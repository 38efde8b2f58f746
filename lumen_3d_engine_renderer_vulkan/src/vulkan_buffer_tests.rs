//! Unit tests for vulkan_buffer.rs
//!
//! Memory type selection, write bounds and the layout transition table. Actual uploads are
//! exercised by the ignored GPU tests in tests/.

use ash::vk;
use lumen_3d_engine::lumen3d::Error;

use crate::vulkan_buffer::{
    find_memory_type, range_fits, transition_aspect_mask, transition_barrier_masks,
};

type Mem = vk::MemoryPropertyFlags;

/// Memory properties with one type per entry of `flags`
fn memory_properties(flags: &[vk::MemoryPropertyFlags]) -> vk::PhysicalDeviceMemoryProperties {
    let mut properties = vk::PhysicalDeviceMemoryProperties {
        memory_type_count: flags.len() as u32,
        ..Default::default()
    };
    for (index, &property_flags) in flags.iter().enumerate() {
        properties.memory_types[index] = vk::MemoryType {
            property_flags,
            heap_index: 0,
        };
    }
    properties
}

// ============================================================================
// MEMORY TYPE SELECTION
// ============================================================================

#[test]
fn test_first_matching_type_wins() {
    let properties = memory_properties(&[
        Mem::DEVICE_LOCAL,
        Mem::HOST_VISIBLE | Mem::HOST_COHERENT,
        Mem::HOST_VISIBLE | Mem::HOST_COHERENT | Mem::HOST_CACHED,
    ]);

    let index = find_memory_type(&properties, 0b111, Mem::HOST_VISIBLE | Mem::HOST_COHERENT);
    assert_eq!(index, Some(1));
}

#[test]
fn test_type_bits_filter_candidates() {
    let properties = memory_properties(&[
        Mem::DEVICE_LOCAL,
        Mem::HOST_VISIBLE | Mem::HOST_COHERENT,
        Mem::HOST_VISIBLE | Mem::HOST_COHERENT | Mem::HOST_CACHED,
    ]);

    // Type 1 is not allowed by the resource
    let index = find_memory_type(&properties, 0b101, Mem::HOST_VISIBLE);
    assert_eq!(index, Some(2));
}

#[test]
fn test_flags_must_be_superset() {
    let properties = memory_properties(&[Mem::HOST_VISIBLE, Mem::DEVICE_LOCAL | Mem::HOST_VISIBLE]);

    let index = find_memory_type(&properties, 0b11, Mem::DEVICE_LOCAL | Mem::HOST_VISIBLE);
    assert_eq!(index, Some(1));
}

#[test]
fn test_no_matching_type() {
    let properties = memory_properties(&[Mem::DEVICE_LOCAL]);
    assert_eq!(find_memory_type(&properties, 0b1, Mem::HOST_VISIBLE), None);
    assert_eq!(find_memory_type(&properties, 0b0, Mem::DEVICE_LOCAL), None);
}

#[test]
fn test_types_past_count_ignored() {
    let mut properties = memory_properties(&[Mem::DEVICE_LOCAL]);
    properties.memory_types[1].property_flags = Mem::HOST_VISIBLE;

    assert_eq!(find_memory_type(&properties, 0b11, Mem::HOST_VISIBLE), None);
}

// ============================================================================
// LAYOUT TRANSITIONS
// ============================================================================

#[test]
fn test_undefined_to_transfer_dst() {
    let masks = transition_barrier_masks(
        vk::ImageLayout::UNDEFINED,
        vk::ImageLayout::TRANSFER_DST_OPTIMAL,
    )
    .unwrap();

    assert_eq!(masks.src_access, vk::AccessFlags::empty());
    assert_eq!(masks.dst_access, vk::AccessFlags::TRANSFER_WRITE);
    assert_eq!(masks.src_stage, vk::PipelineStageFlags::TOP_OF_PIPE);
    assert_eq!(masks.dst_stage, vk::PipelineStageFlags::TRANSFER);
}

#[test]
fn test_transfer_dst_to_shader_read() {
    let masks = transition_barrier_masks(
        vk::ImageLayout::TRANSFER_DST_OPTIMAL,
        vk::ImageLayout::SHADER_READ_ONLY_OPTIMAL,
    )
    .unwrap();

    assert_eq!(masks.src_access, vk::AccessFlags::TRANSFER_WRITE);
    assert_eq!(masks.dst_access, vk::AccessFlags::SHADER_READ);
    assert_eq!(masks.src_stage, vk::PipelineStageFlags::TRANSFER);
    assert_eq!(masks.dst_stage, vk::PipelineStageFlags::FRAGMENT_SHADER);
}

#[test]
fn test_undefined_to_depth_attachment() {
    let masks = transition_barrier_masks(
        vk::ImageLayout::UNDEFINED,
        vk::ImageLayout::DEPTH_STENCIL_ATTACHMENT_OPTIMAL,
    )
    .unwrap();

    assert!(masks.dst_access.contains(vk::AccessFlags::DEPTH_STENCIL_ATTACHMENT_WRITE));
    assert_eq!(masks.dst_stage, vk::PipelineStageFlags::EARLY_FRAGMENT_TESTS);
}

#[test]
fn test_unsupported_transition_rejected() {
    let result = transition_barrier_masks(
        vk::ImageLayout::SHADER_READ_ONLY_OPTIMAL,
        vk::ImageLayout::TRANSFER_DST_OPTIMAL,
    );
    assert!(matches!(result, Err(Error::InvalidResource(_))));
}

#[test]
fn test_transition_aspect_masks() {
    assert_eq!(
        transition_aspect_mask(vk::Format::R8G8B8A8_SRGB, vk::ImageLayout::TRANSFER_DST_OPTIMAL),
        vk::ImageAspectFlags::COLOR
    );
    assert_eq!(
        transition_aspect_mask(vk::Format::D32_SFLOAT, vk::ImageLayout::DEPTH_STENCIL_ATTACHMENT_OPTIMAL),
        vk::ImageAspectFlags::DEPTH
    );
    assert_eq!(
        transition_aspect_mask(vk::Format::D24_UNORM_S8_UINT, vk::ImageLayout::DEPTH_STENCIL_ATTACHMENT_OPTIMAL),
        vk::ImageAspectFlags::DEPTH | vk::ImageAspectFlags::STENCIL
    );
}

// ============================================================================
// WRITE BOUNDS
// ============================================================================

#[test]
fn test_range_up_to_end_fits() {
    assert!(range_fits(0, 64, 64));
    assert!(range_fits(48, 16, 64));
    assert!(range_fits(64, 0, 64));
}

#[test]
fn test_range_past_end_rejected() {
    assert!(!range_fits(49, 16, 64));
    assert!(!range_fits(0, 65, 64));
    assert!(!range_fits(65, 0, 64));
}

#[test]
fn test_overflowing_range_rejected() {
    assert!(!range_fits(u64::MAX, 2, 64));
    assert!(!range_fits(2, u64::MAX, u64::MAX));
    assert!(!range_fits(u64::MAX, 1, u64::MAX));
}
/// PipelineManager - named graphics pipelines with their descriptor layouts, pools and sets
///
/// Building a pipeline:
/// 1. Descriptor set layouts from the declared bindings
/// 2. Shader modules linked into one graphics pipeline against the presentation render pass
/// 3. A descriptor pool sized for every frame slot
/// 4. One descriptor set per layout per frame slot
///
/// A separate descriptor pool is kept for the GUI overlay, outside the named pipelines.

use ash::vk;
use bytemuck::Pod;
use lumen_3d_engine::lumen3d::{Error, Result};
use lumen_3d_engine::{engine_bail_warn, engine_debug, engine_info, engine_warn, engine_warn_err};
use rustc_hash::FxHashMap;
use slotmap::{new_key_type, SlotMap};
use std::ffi::CStr;
use std::path::Path;
use std::sync::Arc;

use crate::vulkan_buffer::{Buffer, UniformBuffers};
use crate::vulkan_device::DeviceManager;
use crate::vulkan_error::vk_error;
use crate::vulkan_shader::{load_spirv, merge_reflections, reflect_descriptor_bindings, ReflectedBinding, ShaderModule};
use crate::vulkan_texture::Texture;
use crate::vulkan_vertex::{VertexInput, VertexLayout};

/// Maximum number of descriptor set layouts per pipeline
pub const MAX_DESCRIPTOR_SETS: usize = 4;

const ENTRY_POINT: &CStr = c"main";
//! Unit tests for vulkan_pipeline.rs
//!
//! Descriptor pool sizing and pipeline descriptions. Pipeline creation runs
//! in the ignored GPU tests.

use ash::vk;
use lumen_3d_engine::lumen3d::Error;

use crate::vulkan_pipeline::{
    descriptor_pool_sizes, descriptor_set_count, gui_max_sets, gui_pool_sizes, missing_bindings, DescriptorBinding,
    DescriptorSetLayoutDesc, PipelineInfo, GUI_DESCRIPTOR_TYPES, MAX_DESCRIPTOR_SETS,
};
use crate::vulkan_shader::ReflectedBinding;
use crate::vulkan_vertex::MeshVertex;

const VS: vk::ShaderStageFlags = vk::ShaderStageFlags::VERTEX;
const FS: vk::ShaderStageFlags = vk::ShaderStageFlags::FRAGMENT;

fn uniform_layout(bindings: &[u32]) -> DescriptorSetLayoutDesc {
    DescriptorSetLayoutDesc::new(
        bindings
            .iter()
            .map(|&b| DescriptorBinding::uniform_buffer(b, VS))
            .collect(),
    )
}

fn info() -> PipelineInfo {
    PipelineInfo::new(vec![0x0723_0203], vec![0x0723_0203])
}

// ============================================================================
// POOL SIZING
// ============================================================================

#[test]
fn test_pool_sized_for_every_frame() {
    // Two sets of two uniform buffers each, two frames in flight
    let layouts = [uniform_layout(&[0, 1]), uniform_layout(&[0, 1])];

    let sizes = descriptor_pool_sizes(&layouts, 2).unwrap();
    assert_eq!(sizes.len(), 1);
    assert_eq!(sizes[0].ty, vk::DescriptorType::UNIFORM_BUFFER);
    assert_eq!(sizes[0].descriptor_count, 8);

    assert_eq!(descriptor_set_count(&layouts, 2).unwrap(), 4);
}

#[test]
fn test_pool_sizes_grouped_by_type() {
    let layouts = [
        DescriptorSetLayoutDesc::default()
            .with(DescriptorBinding::uniform_buffer(0, VS))
            .with(DescriptorBinding::combined_image_sampler(1, FS)),
        DescriptorSetLayoutDesc::default()
            .with(DescriptorBinding::new(0, vk::DescriptorType::COMBINED_IMAGE_SAMPLER, 4, FS)),
    ];

    let sizes = descriptor_pool_sizes(&layouts, 3).unwrap();
    assert_eq!(sizes.len(), 2);
    assert_eq!(sizes[0].ty, vk::DescriptorType::UNIFORM_BUFFER);
    assert_eq!(sizes[0].descriptor_count, 3);
    assert_eq!(sizes[1].ty, vk::DescriptorType::COMBINED_IMAGE_SAMPLER);
    assert_eq!(sizes[1].descriptor_count, 15);
    assert_eq!(descriptor_set_count(&layouts, 3).unwrap(), 6);
}

#[test]
fn test_no_layouts_no_pool() {
    assert!(descriptor_pool_sizes(&[], 2).unwrap().is_empty());
    assert_eq!(descriptor_set_count(&[], 2).unwrap(), 0);
}

#[test]
fn test_pool_size_overflow_rejected() {
    let layouts = [DescriptorSetLayoutDesc::default()
        .with(DescriptorBinding::new(0, vk::DescriptorType::STORAGE_BUFFER, u32::MAX, VS))];

    assert!(matches!(descriptor_pool_sizes(&layouts, 2), Err(Error::InvalidResource(_))));
    assert_eq!(descriptor_pool_sizes(&layouts, 1).unwrap()[0].descriptor_count, u32::MAX);
}

#[test]
fn test_pool_size_sum_overflow_rejected() {
    let half = u32::MAX / 2 + 1;
    let layouts = [
        DescriptorSetLayoutDesc::default().with(DescriptorBinding::new(0, vk::DescriptorType::STORAGE_BUFFER, half, VS)),
        DescriptorSetLayoutDesc::default().with(DescriptorBinding::new(0, vk::DescriptorType::STORAGE_BUFFER, half, VS)),
    ];

    assert!(matches!(descriptor_pool_sizes(&layouts, 1), Err(Error::InvalidResource(_))));
}

#[test]
fn test_gui_pool_sizes() {
    let sizes = gui_pool_sizes(1000);
    assert_eq!(sizes.len(), GUI_DESCRIPTOR_TYPES.len());
    assert!(sizes.iter().all(|s| s.descriptor_count == 1000));
    assert!(sizes.iter().any(|s| s.ty == vk::DescriptorType::COMBINED_IMAGE_SAMPLER));
}

#[test]
fn test_gui_max_sets() {
    assert_eq!(gui_max_sets(1000).unwrap(), 1000 * GUI_DESCRIPTOR_TYPES.len() as u32);
    assert!(matches!(gui_max_sets(u32::MAX), Err(Error::InvalidResource(_))));
}

// ============================================================================
// PIPELINE INFO
// ============================================================================

#[test]
fn test_pipeline_info_defaults() {
    let info = info();
    assert!(!info.depth_test);
    assert_eq!(info.cull_mode, vk::CullModeFlags::BACK);
    assert_eq!(info.front_face, vk::FrontFace::COUNTER_CLOCKWISE);
    assert!(info.vertex_input.bindings.is_empty());
    assert!(info.validate().is_ok());
}

#[test]
fn test_pipeline_info_builder() {
    let info = info()
        .vertex_layout::<MeshVertex>()
        .set_layout(uniform_layout(&[0]))
        .push_constant_range(VS, 0, 64)
        .depth_test(true)
        .cull_mode(vk::CullModeFlags::NONE)
        .front_face(vk::FrontFace::CLOCKWISE);

    assert_eq!(info.vertex_input.attributes.len(), 2);
    assert_eq!(info.set_layouts.len(), 1);
    assert_eq!(info.push_constant_ranges[0].size, 64);
    assert!(info.depth_test);
    assert_eq!(info.cull_mode, vk::CullModeFlags::NONE);
    assert_eq!(info.front_face, vk::FrontFace::CLOCKWISE);
}

#[test]
fn test_too_many_set_layouts() {
    let mut info = info();
    for _ in 0..=MAX_DESCRIPTOR_SETS {
        info = info.set_layout(uniform_layout(&[0]));
    }
    assert!(matches!(info.validate(), Err(Error::InvalidResource(_))));
}

#[test]
fn test_four_set_layouts_allowed() {
    let mut info = info();
    for _ in 0..MAX_DESCRIPTOR_SETS {
        info = info.set_layout(uniform_layout(&[0]));
    }
    assert!(info.validate().is_ok());
}

#[test]
fn test_invalid_layouts_rejected() {
    let empty = info().set_layout(DescriptorSetLayoutDesc::default());
    assert!(empty.validate().is_err());

    let duplicate = info().set_layout(uniform_layout(&[0, 0]));
    assert!(duplicate.validate().is_err());

    let zero_count = info().set_layout(DescriptorSetLayoutDesc::default().with(
        DescriptorBinding::new(0, vk::DescriptorType::UNIFORM_BUFFER, 0, VS),
    ));
    assert!(zero_count.validate().is_err());

    let no_fragment = PipelineInfo::new(vec![0x0723_0203], Vec::new());
    assert!(no_fragment.validate().is_err());
}

// ============================================================================
// REFLECTION CHECK
// ============================================================================

#[test]
fn test_missing_bindings_reported() {
    let layouts = [uniform_layout(&[0])];
    let reflected = vec![
        ReflectedBinding {
            name: "ubo".to_string(),
            set: 0,
            binding: 0,
            descriptor_type: vk::DescriptorType::UNIFORM_BUFFER,
            stage_flags: VS,
        },
        ReflectedBinding {
            name: "albedo".to_string(),
            set: 0,
            binding: 1,
            descriptor_type: vk::DescriptorType::COMBINED_IMAGE_SAMPLER,
            stage_flags: FS,
        },
        ReflectedBinding {
            name: "material".to_string(),
            set: 2,
            binding: 0,
            descriptor_type: vk::DescriptorType::UNIFORM_BUFFER,
            stage_flags: FS,
        },
    ];

    let missing = missing_bindings(&reflected, &layouts);
    let names: Vec<&str> = missing.iter().map(|b| b.name.as_str()).collect();
    assert_eq!(names, vec!["albedo", "material"]);
}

########################################

Problem statement:
Filter the entries above down to the lines that contain "MeshVertex".

Response:
use crate::vulkan_vertex::MeshVertex;
        .vertex_layout::<MeshVertex>()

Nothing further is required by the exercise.